Friday, December 7, 2012

In Praise of Small Data

I can't read anything these days without hearing about "big data." Just popped over to Google News today and learned that Cloudera, a company basically distributing an easier-to-use version of open-source Hadoop as I understand it, raised $65 million in a valuation pegging them as a $700 million company. Holy mackerel!

These crazy valuations put me in mind of what I call "small data." If big data means synthesizing meaning from a million different pieces of disparate information coming from a variety of sources, little data means synthesizing meaning from several thousand pieces of information.
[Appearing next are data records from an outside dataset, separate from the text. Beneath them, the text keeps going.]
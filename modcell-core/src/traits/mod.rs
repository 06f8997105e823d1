//! Hardware abstraction traits
//!
//! These traits define the interface between the control logic
//! and hardware-specific implementations.

pub mod actuator;
pub mod cell;

pub use actuator::{RotationCommand, TranslationCommand};
pub use cell::{CellIo, DiagnosticSink, LogLevel};
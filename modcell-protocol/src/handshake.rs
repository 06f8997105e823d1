//! Hand-over handshake signals
//!
//! The handshake is asymmetric. The receiving cell sends [`ACK_BYTE`] once
//! it faces the right way and starts its belt immediately. The forwarding
//! cell does not inspect what it gets back: the first byte after its
//! command means "ready", the next one means "arrived".

/// Acknowledgement byte sent by a receiving cell
///
/// Used both for "ready to receive" and for "item received".
pub const ACK_BYTE: u8 = 10;

/// Signal a cell emits or waits for at each handshake point
#[derive(Debug, Clone, Copy, PartialEq, Eq)]
#[cfg_attr(feature = "defmt", derive(defmt::Format))]
pub enum Handshake {
    /// Write [`ACK_BYTE`] and proceed in the same tick
    Announce,
    /// Proceed once any byte arrives; content is ignored
    AwaitAny,
    /// Nothing to exchange
    Silent,
}

impl Handshake {
    /// Byte to emit for this signal, if it emits one
    pub fn byte(self) -> Option<u8> {
        match self {
            Handshake::Announce => Some(ACK_BYTE),
            Handshake::AwaitAny | Handshake::Silent => None,
        }
    }
}

impl crate::Skill {
    /// Exchange before the belt starts
    pub fn ready_signal(self) -> Handshake {
        match self {
            crate::Skill::ReceiveFrom => Handshake::Announce,
            crate::Skill::ForwardTo => Handshake::AwaitAny,
        }
    }

    /// Exchange on completion
    ///
    /// A forwarding cell completes on the byte it receives and sends nothing
    /// itself.
    pub fn done_signal(self) -> Handshake {
        match self {
            crate::Skill::ReceiveFrom => Handshake::Announce,
            crate::Skill::ForwardTo => Handshake::Silent,
        }
    }
}
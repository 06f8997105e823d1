//! Neighbor Link Protocol
//!
//! This crate defines the byte protocol spoken on a transport cell's
//! serial link. There is no framing: every message is exactly one byte.
//!
//! # Protocol Overview
//!
//! A routing layer sends one command byte to each cell involved in a
//! hand-over:
//! ```text
//! ┌──────┬──────────────┬───────────┐
//! │ byte │ skill        │ direction │
//! ├──────┼──────────────┼───────────┤
//! │ 0..3 │ ReceiveFrom  │ L T R B   │
//! │ 4..7 │ ForwardTo    │ L T R B   │
//! └──────┴──────────────┴───────────┘
//! ```
//!
//! Neighbors then handshake directly. The receiving cell announces that it
//! is ready with [`ACK_BYTE`] and acknowledges arrival of the item with a
//! second [`ACK_BYTE`]. The forwarding cell waits for any byte as the
//! ready signal and treats the next byte as arrival.

#![no_std]
#![deny(unsafe_code)]

pub mod command;
pub mod handshake;

pub use command::{Command, CommandError, Direction, Skill, MAX_COMMAND};
pub use handshake::{ACK_BYTE, Handshake};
In the former case, think of my company Vocollect's wearable computers collecting thousands of bits of information about thousands of distribution center picks per day from hundreds of thousands of workers. In the latter case, think of my company's less than five thousand customers.

Of course there are exciting things to be discovered from the millions of interactions we see from the wearable computers. But there are even more valuable things we could learn from our existing customer base, and I have found that most companies--even gigantic, multi-billion dollar ones--are sorely lacking in the ability to aggregate, clean, and take meaning from these existing customers.

Back at one of my last jobs, we found after six months of aggregating and cleaning that 25% of our sales were coming from 300 customers out of 40,000. You might hear people talk about the "80/20" rule, but that's the "25/1" rule for those of you keeping track. As in, "25% of our revenue comes from 1% of our customer base"! You better bet that the sales leadership, marketing department, customer service team, and even the VP now know the names of every single one of those 300 customers and that the company treats them a lot better than they used to.

Little data is about making small investments in technology, process, and people power to get better information that you should already have access to today. The focus requires all three:

  1. Technology: This is the area everyone always thinks about when data analysis discussions bubble to the surface. Here, I advocate both investments in technology to store the data like Salesforce.com, but also technology to clean the data so it's not completely worthless. How useful is it to sell your brand new freezer-rated wireless headset to current customers if you don't know which ones have freezers? Acquiring the information that's missing requires the second investment...
  2. Process: Great "little data" companies fix the problems of who is responsible for information-gathering, how the information gets into the system in the first place, how you compare it against other systems to ensure links and accuracy, and how it gets cleaned and updated over time. Each of these process fixes ensures that when marketing or sales or finance go to use the information, it gives an accurate and up-to-date picture of the business. That's not possible without...
  3. People power: Great companies assign responsibilities and ownership for the information and, yes, pay for it when necessary. The CEB, my first company, was better at this than any company for which I have ever worked. The way they ensured information was retained was to withhold sales commissions unless the information made its way into ELvIS, our Enterprise-Level Information System (precursor to a real CRM). ELvIS was, by the way, built on MS Access but worked just fine for a long time because of the people and process controls in place. Proving that you don't need a top-flight CRM until the body of data gets too large to manage.
Don't get me wrong. I am generally a huge fan of big data. That's one of the reasons I continue to be bullish on Google, the company with more data than possibly any other company in the world (and a company that understands its value). I'm just saying that small- to medium-sized companies can do amazing things with little data if they pay attention to it and manage it well. That's why you need to hire somebody with experience in this kind of "little data" program and then put serious management attention and focus around it.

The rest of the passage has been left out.